[Given records — start]
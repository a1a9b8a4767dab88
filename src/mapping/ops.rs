//! Algebra over mapping files: remapping, inversion and composition.

use tracing::trace;

use super::model::{Class, MappingFile};

impl MappingFile {
    /// Map a package name, falling back to the input when unknown.
    pub fn remap_package(&self, name: &str) -> String {
        self.packages
            .get(name)
            .map(|p| p.mapped.clone())
            .unwrap_or_else(|| name.to_string())
    }

    /// Map a class name, falling back to the input when unknown.
    ///
    /// Unknown inner classes (`Outer$Inner`) keep their suffix and have the
    /// outer part remapped.
    pub fn remap_class(&self, name: &str) -> String {
        if let Some(class) = self.classes.get(name) {
            return class.mapped.clone();
        }
        match name.rfind('$') {
            Some(idx) if idx > 0 => {
                format!("{}{}", self.remap_class(&name[..idx]), &name[idx..])
            }
            _ => name.to_string(),
        }
    }

    /// Remap every class reference inside a field or method descriptor.
    pub fn remap_descriptor(&self, descriptor: &str) -> String {
        let mut out = String::with_capacity(descriptor.len());
        let mut rest = descriptor;

        while let Some(start) = rest.find('L') {
            out.push_str(&rest[..start]);
            let tail = &rest[start + 1..];
            let Some(end) = tail.find(';') else {
                out.push_str(&rest[start..]);
                return out;
            };
            out.push('L');
            out.push_str(&self.remap_class(&tail[..end]));
            out.push(';');
            rest = &tail[end + 1..];
        }

        out.push_str(rest);
        out
    }

    /// Swap original and mapped names on every node.
    ///
    /// Descriptors are rewritten into the former mapped namespace so that
    /// they stay keyed by the new original side.
    pub fn reverse(&self) -> MappingFile {
        let mut out = MappingFile::new();

        for package in self.packages.values() {
            out.add_package(&package.mapped, &package.original).metadata =
                package.metadata.clone();
        }

        for class in self.classes.values() {
            let reversed = out.add_class(&class.mapped, &class.original);
            reversed.metadata = class.metadata.clone();

            for field in class.fields.values() {
                let descriptor = field.descriptor.as_deref().map(|d| self.remap_descriptor(d));
                reversed
                    .add_field(&field.mapped, &field.original, descriptor)
                    .metadata = field.metadata.clone();
            }

            for method in class.methods.values() {
                let descriptor = self.remap_descriptor(&method.descriptor);
                let target = reversed.add_method(&method.mapped, descriptor, &method.original);
                target.metadata = method.metadata.clone();
                for parameter in &method.parameters {
                    target
                        .add_parameter(parameter.index, &parameter.mapped, &parameter.original)
                        .metadata = parameter.metadata.clone();
                }
            }
        }

        out
    }

    /// Compose `self` (A→B) with `link` (B→C) into A→C.
    ///
    /// Classes, fields and methods whose mapped name `link` does not know are
    /// dropped. Packages and parameters keep their current mapped name when
    /// `link` has nothing for them. Metadata comes from `self`.
    pub fn chain(&self, link: &MappingFile) -> MappingFile {
        let mut out = MappingFile::new();

        for package in self.packages.values() {
            out.add_package(&package.original, link.remap_package(&package.mapped))
                .metadata = package.metadata.clone();
        }

        for class in self.classes.values() {
            let Some(link_class) = link.class(&class.mapped) else {
                trace!(class = %class.original, "dropping class absent from chained mapping");
                continue;
            };
            let chained = out.add_class(&class.original, &link_class.mapped);
            chain_members(self, class, link_class, chained);
        }

        out
    }

    /// Replace class mapped names for which `rename` returns a new name.
    pub fn rename_classes(&mut self, mut rename: impl FnMut(&Class) -> Option<String>) {
        for class in self.classes.values_mut() {
            if let Some(name) = rename(class) {
                class.mapped = name;
            }
        }
    }
}

fn chain_members(file: &MappingFile, class: &Class, link_class: &Class, chained: &mut Class) {
    chained.metadata = class.metadata.clone();

    for field in class.fields.values() {
        let Some(link_field) = link_class.field(&field.mapped) else {
            trace!(class = %class.original, field = %field.original, "dropping unmatched field");
            continue;
        };
        chained
            .add_field(&field.original, &link_field.mapped, field.descriptor.clone())
            .metadata = field.metadata.clone();
    }

    for method in class.methods.values() {
        let mapped_descriptor = file.remap_descriptor(&method.descriptor);
        let Some(link_method) = link_class.method(&method.mapped, &mapped_descriptor) else {
            trace!(
                class = %class.original,
                method = %method.original,
                descriptor = %method.descriptor,
                "dropping unmatched method"
            );
            continue;
        };

        let target = chained.add_method(&method.original, &method.descriptor, &link_method.mapped);
        target.metadata = method.metadata.clone();
        for parameter in &method.parameters {
            let mapped = link_method
                .parameter(parameter.index)
                .map(|p| p.mapped.as_str())
                .unwrap_or(&parameter.mapped);
            target
                .add_parameter(parameter.index, &parameter.original, mapped)
                .metadata = parameter.metadata.clone();
        }
    }
}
[Given records — finish]
> [Work item] Take the records above and write each one out again exactly.

> [Solution to this exercise]
repository a1a9b8a4767dab88
filename src/mapping/ops.rs
//! Algebra over mapping files: remapping, inversion and composition.

use tracing::trace;

use super::model::{Class, MappingFile};

impl MappingFile {
    /// Map a package name, falling back to the input when unknown.
    pub fn remap_package(&self, name: &str) -> String {
        self.packages
            .get(name)
            .map(|p| p.mapped.clone())
            .unwrap_or_else(|| name.to_string())
    }

    /// Map a class name, falling back to the input when unknown.
    ///
    /// Unknown inner classes (`Outer$Inner`) keep their suffix and have the
    /// outer part remapped.
    pub fn remap_class(&self, name: &str) -> String {
        if let Some(class) = self.classes.get(name) {
            return class.mapped.clone();
        }
        match name.rfind('$') {
            Some(idx) if idx > 0 => {
                format!("{}{}", self.remap_class(&name[..idx]), &name[idx..])
            }
            _ => name.to_string(),
        }
    }

    /// Remap every class reference inside a field or method descriptor.
    pub fn remap_descriptor(&self, descriptor: &str) -> String {
        let mut out = String::with_capacity(descriptor.len());
        let mut rest = descriptor;

        while let Some(start) = rest.find('L') {
            out.push_str(&rest[..start]);
            let tail = &rest[start + 1..];
            let Some(end) = tail.find(';') else {
                out.push_str(&rest[start..]);
                return out;
            };
            out.push('L');
            out.push_str(&self.remap_class(&tail[..end]));
            out.push(';');
            rest = &tail[end + 1..];
        }

        out.push_str(rest);
        out
    }

    /// Swap original and mapped names on every node.
    ///
    /// Descriptors are rewritten into the former mapped namespace so that
    /// they stay keyed by the new original side.
    pub fn reverse(&self) -> MappingFile {
        let mut out = MappingFile::new();

        for package in self.packages.values() {
            out.add_package(&package.mapped, &package.original).metadata =
                package.metadata.clone();
        }

        for class in self.classes.values() {
            let reversed = out.add_class(&class.mapped, &class.original);
            reversed.metadata = class.metadata.clone();

            for field in class.fields.values() {
                let descriptor = field.descriptor.as_deref().map(|d| self.remap_descriptor(d));
                reversed
                    .add_field(&field.mapped, &field.original, descriptor)
                    .metadata = field.metadata.clone();
            }

            for method in class.methods.values() {
                let descriptor = self.remap_descriptor(&method.descriptor);
                let target = reversed.add_method(&method.mapped, descriptor, &method.original);
                target.metadata = method.metadata.clone();
                for parameter in &method.parameters {
                    target
                        .add_parameter(parameter.index, &parameter.mapped, &parameter.original)
                        .metadata = parameter.metadata.clone();
                }
            }
        }

        out
    }

    /// Compose `self` (A→B) with `link` (B→C) into A→C.
    ///
    /// Classes, fields and methods whose mapped name `link` does not know are
    /// dropped. Packages and parameters keep their current mapped name when
    /// `link` has nothing for them. Metadata comes from `self`.
    pub fn chain(&self, link: &MappingFile) -> MappingFile {
        let mut out = MappingFile::new();

        for package in self.packages.values() {
            out.add_package(&package.original, link.remap_package(&package.mapped))
                .metadata = package.metadata.clone();
        }

        for class in self.classes.values() {
            let Some(link_class) = link.class(&class.mapped) else {
                trace!(class = %class.original, "dropping class absent from chained mapping");
                continue;
            };
            let chained = out.add_class(&class.original, &link_class.mapped);
            chain_members(self, class, link_class, chained);
        }

        out
    }

    /// Replace class mapped names for which `rename` returns a new name.
    pub fn rename_classes(&mut self, mut rename: impl FnMut(&Class) -> Option<String>) {
        for class in self.classes.values_mut() {
            if let Some(name) = rename(class) {
                class.mapped = name;
            }
        }
    }
}

fn chain_members(file: &MappingFile, class: &Class, link_class: &Class, chained: &mut Class) {
    chained.metadata = class.metadata.clone();

    for field in class.fields.values() {
        let Some(link_field) = link_class.field(&field.mapped) else {
            trace!(class = %class.original, field = %field.original, "dropping unmatched field");
            continue;
        };
        chained
            .add_field(&field.original, &link_field.mapped, field.descriptor.clone())
            .metadata = field.metadata.clone();
    }

    for method in class.methods.values() {
        let mapped_descriptor = file.remap_descriptor(&method.descriptor);
        let Some(link_method) = link_class.method(&method.mapped, &mapped_descriptor) else {
            trace!(
                class = %class.original,
                method = %method.original,
                descriptor = %method.descriptor,
                "dropping unmatched method"
            );
            continue;
        };

        let target = chained.add_method(&method.original, &method.descriptor, &link_method.mapped);
        target.metadata = method.metadata.clone();
        for parameter in &method.parameters {
            let mapped = link_method
                .parameter(parameter.index)
                .map(|p| p.mapped.as_str())
                .unwrap_or(&parameter.mapped);
            target
                .add_parameter(parameter.index, &parameter.original, mapped)
                .metadata = parameter.metadata.clone();
        }
    }
}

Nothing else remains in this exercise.